◆ **Your objective**:
Transcribe the rest of the listing below, starting with the line that contains "pub mod config;" and ending with the last line, exactly as written.

◆ **Data to use**:
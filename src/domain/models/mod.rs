//! Domain models.

pub mod answer;
pub mod config;
pub mod events;
pub mod query;
pub mod search;
pub mod state;
pub mod subtask;
pub mod verdict;

pub use answer::{unresolved_note, FinalAnswer, SubtaskResult, UnresolvedSubtask};
pub use config::{
    Config, LlmConfig, LogFormat, LoggingConfig, OrchestrationConfig, RetryConfig, RotationPolicy,
    SearchConfig,
};
pub use events::{EventSink, ResearchEvent};
pub use query::Query;
pub use search::{SearchAccumulator, SearchHit, SearchQuery, SearchResult};
pub use state::{Completion, OrchestratorState, RetryLedger};
pub use subtask::{Subtask, SubtaskId, SubtaskStatus};
pub use verdict::QualityVerdict;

◆ **Answer to this problem**:
pub mod config;
pub mod events;
pub mod query;
pub mod search;
pub mod state;
pub mod subtask;
pub mod verdict;

pub use answer::{unresolved_note, FinalAnswer, SubtaskResult, UnresolvedSubtask};
pub use config::{
    Config, LlmConfig, LogFormat, LoggingConfig, OrchestrationConfig, RetryConfig, RotationPolicy,
    SearchConfig,
};
pub use events::{EventSink, ResearchEvent};
pub use query::Query;
pub use search::{SearchAccumulator, SearchHit, SearchQuery, SearchResult};
pub use state::{Completion, OrchestratorState, RetryLedger};
pub use subtask::{Subtask, SubtaskId, SubtaskStatus};
pub use verdict::QualityVerdict;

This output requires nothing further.